The illustrated embodiment of the safety retainer assembly provides a highly effective, low cost unit for use in conventional radiator safety testing. The raised bead would, of course, tend to provide a secondary stop in the event the locking plate should tend to slide on the connector either because of failure to positively establish an initial locking position or the like. However, it is not essential, and as long as the locking plate is inserted at an angular orientation for some distance from the end of the pipe, any force applied to the outer end by the removing plug will result in the significant and safety locking of the assembly to the connector.
In the illustrated embodiment, plus unit is a known construction with separate plates 11 and 12 provided to the end faces of expandable ring 10. In the illustrated embodiment, plate 12 may form a common part of the test plug unit 6 and a part of the safety retainer assembly or unit 9. Thus, the outer clamp plate 11 may be replaced by the plate 12. Further, any other positive interconnect between the plug unit and the locking plate may be provided. Thus, a coupler might be provided with a suitable connection coupler to the wing nut as the locking plate.

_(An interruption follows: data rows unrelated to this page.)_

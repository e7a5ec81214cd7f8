//! Command line and environment configuration

use std::net::{IpAddr, SocketAddr};
use std::path::PathBuf;
use std::time::Duration;

use clap::Parser;

use crate::error::{Error, Result};
use crate::readiness::ReadinessPolicy;

/// Ferry upload proxy
#[derive(Parser, Debug, Clone)]
#[command(name = "ferry-upload-proxy", version, about, long_about = None)]
pub struct ProxyArgs {
    /// Address to listen on
    #[arg(long, env = "FERRY_BIND_ADDRESS", default_value = "0.0.0.0")]
    pub bind_address: IpAddr,

    /// Port to listen on
    #[arg(long, env = "FERRY_PORT", default_value_t = 8443)]
    pub port: u16,

    /// TLS certificate for the listener; plaintext when unset
    #[arg(long, env = "FERRY_SERVER_CERT_FILE", requires = "server_key_file")]
    pub server_cert_file: Option<PathBuf>,

    /// TLS private key for the listener
    #[arg(long, env = "FERRY_SERVER_KEY_FILE", requires = "server_cert_file")]
    pub server_key_file: Option<PathBuf>,

    /// Directory holding tls.crt and tls.key presented to upload servers
    #[arg(
        long,
        env = "FERRY_CLIENT_CERT_DIR",
        default_value = "/var/run/certs/ferry-uploadserver-client"
    )]
    pub client_cert_dir: PathBuf,

    /// Config map holding the upload server CA bundle
    #[arg(
        long,
        env = "FERRY_SERVER_CA_BUNDLE",
        default_value = "ferry-uploadserver-signer-bundle"
    )]
    pub server_ca_bundle: String,

    /// Namespace of the CA bundle config map
    #[arg(long, env = "POD_NAMESPACE")]
    pub namespace: String,

    /// PEM public key that upload tokens are signed with
    #[arg(
        long,
        env = "APISERVER_PUBLIC_KEY",
        conflicts_with = "apiserver_public_key_file",
        required_unless_present = "apiserver_public_key_file"
    )]
    pub apiserver_public_key: Option<String>,

    /// File holding the PEM public key that upload tokens are signed with
    #[arg(long, env = "APISERVER_PUBLIC_KEY_FILE")]
    pub apiserver_public_key_file: Option<PathBuf>,

    /// Seconds between upload target readiness checks
    #[arg(long, env = "FERRY_POLL_INTERVAL_SECS", default_value_t = 1)]
    pub poll_interval_secs: u64,

    /// Seconds to wait for an upload target to become ready
    #[arg(long, env = "FERRY_POLL_TIMEOUT_SECS", default_value_t = 10)]
    pub poll_timeout_secs: u64,

    /// Seconds before a proxied upload is aborted
    #[arg(long, env = "FERRY_REQUEST_TIMEOUT_SECS", default_value_t = 86400)]
    pub request_timeout_secs: u64,

    /// Kubeconfig to use instead of in-cluster configuration
    #[arg(long, env = "KUBECONFIG")]
    pub kubeconfig: Option<PathBuf>,

    /// Log JSON lines instead of text
    #[arg(long, env = "FERRY_LOG_JSON", default_value_t = true, action = clap::ArgAction::Set)]
    pub log_json: bool,
}

/// Certificate and key files for the listener
#[derive(Debug, Clone, PartialEq, Eq)]
pub struct TlsFiles {
    /// PEM certificate chain
    pub cert: PathBuf,
    /// PEM private key
    pub key: PathBuf,
}

/// Listener configuration
#[derive(Debug, Clone, PartialEq, Eq)]
pub struct ServerConfig {
    /// Address to bind
    pub addr: SocketAddr,
    /// Serve TLS with these files, plaintext when `None`
    pub tls: Option<TlsFiles>,
}

/// Where the token verification key comes from
#[derive(Debug, Clone, PartialEq, Eq)]
pub enum PublicKeySource {
    /// PEM text
    Inline(String),
    /// PEM file
    File(PathBuf),
}

impl PublicKeySource {
    /// The PEM text
    pub async fn read(&self) -> Result<String> {
        match self {
            PublicKeySource::Inline(pem) => Ok(pem.clone()),
            PublicKeySource::File(path) => tokio::fs::read_to_string(path).await.map_err(|e| {
                Error::Config(format!(
                    "failed to read public key {}: {}",
                    path.display(),
                    e
                ))
            }),
        }
    }
}

/// Validated proxy configuration
#[derive(Debug, Clone)]
pub struct ProxyConfig {
    /// Listener
    pub server: ServerConfig,
    /// Directory with the client identity for upload servers
    pub client_cert_dir: PathBuf,
    /// Config map holding the upload server CA bundle
    pub server_ca_bundle: String,
    /// Namespace of the CA bundle config map
    pub namespace: String,
    /// Token verification key
    pub apiserver_public_key: PublicKeySource,
    /// Readiness polling
    pub readiness: ReadinessPolicy,
    /// Upper bound on a proxied upload
    pub request_timeout: Duration,
    /// Kubeconfig override
    pub kubeconfig: Option<PathBuf>,
}

impl TryFrom<ProxyArgs> for ProxyConfig {
    type Error = Error;

    fn try_from(args: ProxyArgs) -> Result<Self> {
        let tls = match (args.server_cert_file, args.server_key_file) {
            (Some(cert), Some(key)) => Some(TlsFiles { cert, key }),
            (None, None) => None,
            _ => {
                return Err(Error::Config(
                    "--server-cert-file and --server-key-file must be set together".to_string(),
                ))
            }
        };

        let apiserver_public_key = match (args.apiserver_public_key, args.apiserver_public_key_file)
        {
            (Some(pem), None) => PublicKeySource::Inline(pem),
            (None, Some(path)) => PublicKeySource::File(path),
            _ => {
                return Err(Error::Config(
                    "exactly one of --apiserver-public-key and --apiserver-public-key-file is required"
                        .to_string(),
                ))
            }
        };

        if args.namespace.is_empty() {
            return Err(Error::Config("--namespace must not be empty".to_string()));
        }
        if args.poll_interval_secs == 0 {
            return Err(Error::Config(
                "--poll-interval-secs must be positive".to_string(),
            ));
        }

        Ok(Self {
            server: ServerConfig {
                addr: SocketAddr::new(args.bind_address, args.port),
                tls,
            },
            client_cert_dir: args.client_cert_dir,
            server_ca_bundle: args.server_ca_bundle,
            namespace: args.namespace,
            apiserver_public_key,
            readiness: ReadinessPolicy {
                poll_interval: Duration::from_secs(args.poll_interval_secs),
                timeout: Duration::from_secs(args.poll_timeout_secs),
            },
            request_timeout: Duration::from_secs(args.request_timeout_secs),
            kubeconfig: args.kubeconfig,
        })
    }
}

Although the expansion unit is shown as conventional rubber ring member, other sealing mechanisms may be provided to seal the opening and coupled to the locking member.
These and other high strength physical connections between a seal unit and the special locking member will be readily provided by those skilled in the art within the broadest teaching of the present invention, which is particularly directed to the very simple locking member structure to positively interconnect to the test plug or other seal unit, with an increasing locking force responsive to any forced high pressure removal of the seal unit from the connector.
Various modes of carrying out the invention are contemplated as being within the scope of the following claims particularly pointing out and distinctly claiming the subject matter which is regarded as the invention.